◆ **Exercise objective**
Nothing but the lines from the one containing "jobs.insert(id.clone(), Job::new(id.clone(), job_type, now));" through the one containing "exceeded the timeout.", both included, should be given again, each exactly as written below.

[Records provided Boundary: Start]

//! Periodic timeout sweep.
//!
//! Reads already fail overdue jobs lazily. The sweeper does the same on a
//! fixed interval so jobs nobody polls still reach a terminal state.

use std::sync::atomic::{AtomicBool, Ordering};
use std::sync::Arc;
use std::time::Duration;

use tokio::sync::broadcast;
use tokio::task::JoinHandle;

use crate::jobs::store::JobStore;

pub struct TimeoutSweeper {
    store: Arc<JobStore>,
    interval: Duration,
    shutdown: Arc<AtomicBool>,
    trigger: broadcast::Sender<()>,
}

impl TimeoutSweeper {
    pub fn new(store: Arc<JobStore>, interval: Duration) -> Self {
        let (trigger, _) = broadcast::channel(4);
        Self {
            store,
            interval,
            shutdown: Arc::new(AtomicBool::new(false)),
            trigger,
        }
    }

    /// Spawns the sweep loop on the current tokio runtime.
    pub fn start(&self) -> JoinHandle<()> {
        let store = Arc::clone(&self.store);
        let shutdown = Arc::clone(&self.shutdown);
        let interval = self.interval;
        let mut trigger_rx = self.trigger.subscribe();

        tokio::spawn(async move {
            let mut interval_timer = tokio::time::interval(interval);
            interval_timer.tick().await; // skip immediate first tick

            loop {
                if shutdown.load(Ordering::Acquire) {
                    break;
                }

                tokio::select! {
                    _ = interval_timer.tick() => {},
                    Ok(()) = trigger_rx.recv() => {
                        log::debug!("Manual timeout sweep triggered");
                    },
                }

                if shutdown.load(Ordering::Acquire) {
                    break;
                }

                let expired = store.expire_timed_out();
                if !expired.is_empty() {
                    let ids: Vec<&str> = expired.iter().map(|id| id.as_str()).collect();
                    log::info!("Timed out {} job(s): {}", expired.len(), ids.join(", "));
                }
            }

            log::debug!("Timeout sweeper stopped");
        })
    }

    /// Requests a sweep without waiting for the next tick.
    pub fn trigger(&self) {
        let _ = self.trigger.send(());
    }

    /// Signals the loop to exit and wakes it up.
    pub fn stop(&self) {
        self.shutdown.store(true, Ordering::Release);
        let _ = self.trigger.send(());
    }
}
//! In-memory job store with lazy timeout evaluation and capacity eviction.

use std::collections::HashMap;
use std::sync::{Arc, RwLock, RwLockReadGuard, RwLockWriteGuard};
use std::time::Duration;

use chrono::{DateTime, Utc};
use serde::{Deserialize, Serialize};
use serde_json::Value;

use crate::config::JobsConfig;
use crate::error::JobError;
use crate::jobs::clock::{Clock, SystemClock};
use crate::jobs::record::{Job, JobId, JobStatus, JobUpdate, JobView};

/// Per-status job counts.
#[derive(Debug, Clone, Copy, Default, PartialEq, Eq, Serialize, Deserialize)]
pub struct JobSummary {
    pub pending: usize,
    pub processing: usize,
    pub completed: usize,
    pub failed: usize,
    pub total: usize,
}

impl JobSummary {
    pub fn count(&self, status: JobStatus) -> usize {
        match status {
            JobStatus::Pending => self.pending,
            JobStatus::Processing => self.processing,
            JobStatus::Completed => self.completed,
            JobStatus::Failed => self.failed,
        }
    }
}

/// Message recorded on jobs failed by the timeout check.
pub fn timeout_message(timeout: Duration) -> String {
    let secs = timeout.as_secs();
    if secs >= 60 && secs % 60 == 0 {
        let minutes = secs / 60;
        let unit = if minutes == 1 { "minute" } else { "minutes" };
        format!("Job timed out after {} {}", minutes, unit)
    } else {
        let unit = if secs == 1 { "second" } else { "seconds" };
        format!("Job timed out after {} {}", secs, unit)
    }
}

/// Shared store of job records.
///
/// The map sits behind a `std::sync::RwLock`. No lock is held across an
/// await point, so the store is safe to share between the request path and
/// any number of background drivers.
pub struct JobStore {
    jobs: RwLock<HashMap<JobId, Job>>,
    max_jobs: usize,
    timeout: Duration,
    clock: Arc<dyn Clock>,
}

impl JobStore {
    /// Creates a store on the system clock.
    pub fn new(max_jobs: usize, timeout: Duration) -> Self {
        Self::with_clock(max_jobs, timeout, Arc::new(SystemClock))
    }

    pub fn with_clock(max_jobs: usize, timeout: Duration, clock: Arc<dyn Clock>) -> Self {
        Self {
            jobs: RwLock::new(HashMap::new()),
            max_jobs,
            timeout,
            clock,
        }
    }

    pub fn from_config(config: &JobsConfig, clock: Arc<dyn Clock>) -> Self {
        Self::with_clock(config.max_jobs, config.job_timeout(), clock)
    }

    pub fn timeout(&self) -> Duration {
        self.timeout
    }

    pub fn max_jobs(&self) -> usize {
        self.max_jobs
    }

    /// Current time on the store's clock. Anything stamped alongside a job
    /// record should use it.
    pub fn now(&self) -> DateTime<Utc> {
        self.clock.now()
    }

    fn read(&self) -> RwLockReadGuard<'_, HashMap<JobId, Job>> {
        match self.jobs.read() {
            Ok(guard) => guard,
            Err(poisoned) => {
                log::warn!("Job store lock was poisoned, recovering");
                poisoned.into_inner()
            }
        }
    }

    fn write(&self) -> RwLockWriteGuard<'_, HashMap<JobId, Job>> {
        match self.jobs.write() {
            Ok(guard) => guard,
            Err(poisoned) => {
                log::warn!("Job store lock was poisoned, recovering");
                poisoned.into_inner()
            }
        }
    }

    /// Allocates a Pending job, evicting old terminal jobs when at capacity.
    pub fn create(&self, job_type: &str) -> JobId {
        let now = self.clock.now();
        let mut jobs = self.write();

        if jobs.len() >= self.max_jobs {
            let evicted = evict_terminal(&mut jobs);
            if evicted > 0 {
                log::info!(
                    "Evicted {} finished jobs ({} remain, cap {})",
                    evicted,
                    jobs.len(),
                    self.max_jobs
                );
            } else {
                log::warn!(
                    "Job store at capacity ({}) with no finished jobs to evict",
                    jobs.len()
                );
            }
        }

        let mut id = JobId::generate();
        while jobs.contains_key(&id) {
            id = JobId::generate();
        }

        jobs.insert(id.clone(), Job::new(id.clone(), job_type, now));
        log::debug!("Created job {} ({})", id, job_type);
        id
    }

    /// Returns the job, failing it first if it has exceeded the timeout.
    pub fn get(&self, job_id: &str) -> Option<Job> {
        let now = self.clock.now();
        {
            let jobs = self.read();
            let job = jobs.get(job_id)?;
            if !job.is_timed_out(now, self.timeout) {
                return Some(job.clone());
            }
        }

        let mut jobs = self.write();
        let job = jobs.get_mut(job_id)?;
        self.expire_if_timed_out(job, now);
        Some(job.clone())
    }

    /// Client projection of [`JobStore::get`].
    pub fn view(&self, job_id: &str) -> Option<JobView> {
        self.get(job_id).map(JobView::from)
    }

    /// Applies an update to a job.
    pub fn update(&self, job_id: &str, update: JobUpdate) -> Result<(), JobError> {
        let now = self.clock.now();
        let mut jobs = self.write();
        let job = jobs
            .get_mut(job_id)
            .ok_or_else(|| JobError::NotFound(job_id.to_string()))?;
        job.apply(update, now)
    }

    pub fn start(&self, job_id: &str) -> Result<(), JobError> {
        self.update(job_id, JobUpdate::Start)
    }

    pub fn complete(&self, job_id: &str, result: Value) -> Result<(), JobError> {
        self.update(job_id, JobUpdate::Complete(result))
    }

    pub fn fail(&self, job_id: &str, error: impl Into<String>) -> Result<(), JobError> {
        self.update(job_id, JobUpdate::Fail(error.into()))
    }

    pub fn record_progress(
        &self,
        job_id: &str,
        processed: usize,
        total: usize,
    ) -> Result<(), JobError> {
        self.update(job_id, JobUpdate::Progress { processed, total })
    }

    /// Per-status counts plus total.
    pub fn summary(&self) -> JobSummary {
        let jobs = self.read();
        let mut summary = JobSummary {
            total: jobs.len(),
            ..Default::default()
        };
        for job in jobs.values() {
            match job.status() {
                JobStatus::Pending => summary.pending += 1,
                JobStatus::Processing => summary.processing += 1,
                JobStatus::Completed => summary.completed += 1,
                JobStatus::Failed => summary.failed += 1,
            }
        }
        summary
    }

    /// Fails every Processing job past the timeout. Returns the affected ids.
    pub fn expire_timed_out(&self) -> Vec<JobId> {
        let now = self.clock.now();
        let mut jobs = self.write();
        let mut expired: Vec<JobId> = jobs
            .values_mut()
            .filter_map(|job| self.expire_if_timed_out(job, now).then(|| job.id.clone()))
            .collect();
        expired.sort();
        expired
    }

    /// All jobs, newest first.
    pub fn get_all(&self) -> Vec<Job> {
        let jobs = self.read();
        let mut result: Vec<Job> = jobs.values().cloned().collect();
        result.sort_by(|a, b| b.created_at.cmp(&a.created_at));
        result
    }

    pub fn len(&self) -> usize {
        self.read().len()
    }

    pub fn is_empty(&self) -> bool {
        self.read().is_empty()
    }

    fn expire_if_timed_out(&self, job: &mut Job, now: DateTime<Utc>) -> bool {
        if !job.is_timed_out(now, self.timeout) {
            return false;
        }
        log::warn!("Job {} exceeded {:?} in processing", job.id, self.timeout);
        match job.apply(JobUpdate::Fail(timeout_message(self.timeout)), now) {
            Ok(()) => true,
            Err(e) => {
                log::error!("Failed to expire job {}: {}", job.id, e);
                false
            }
        }
    }
}

/// Removes the oldest fifth of finished jobs, by creation time.
fn evict_terminal(jobs: &mut HashMap<JobId, Job>) -> usize {
    let mut terminal: Vec<(DateTime<Utc>, JobId)> = jobs
        .values()
        .filter(|job| job.is_finished())
        .map(|job| (job.created_at, job.id.clone()))
        .collect();
    terminal.sort();

    let to_remove = terminal.len() / 5;
    for (_, id) in terminal.into_iter().take(to_remove) {
        jobs.remove(&id);
    }
    to_remove
}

[Records provided Boundary: End]

◆ **Answer to this problem**
        jobs.insert(id.clone(), Job::new(id.clone(), job_type, now));
        log::debug!("Created job {} ({})", id, job_type);
        id
    }

    /// Returns the job, failing it first if it has exceeded the timeout.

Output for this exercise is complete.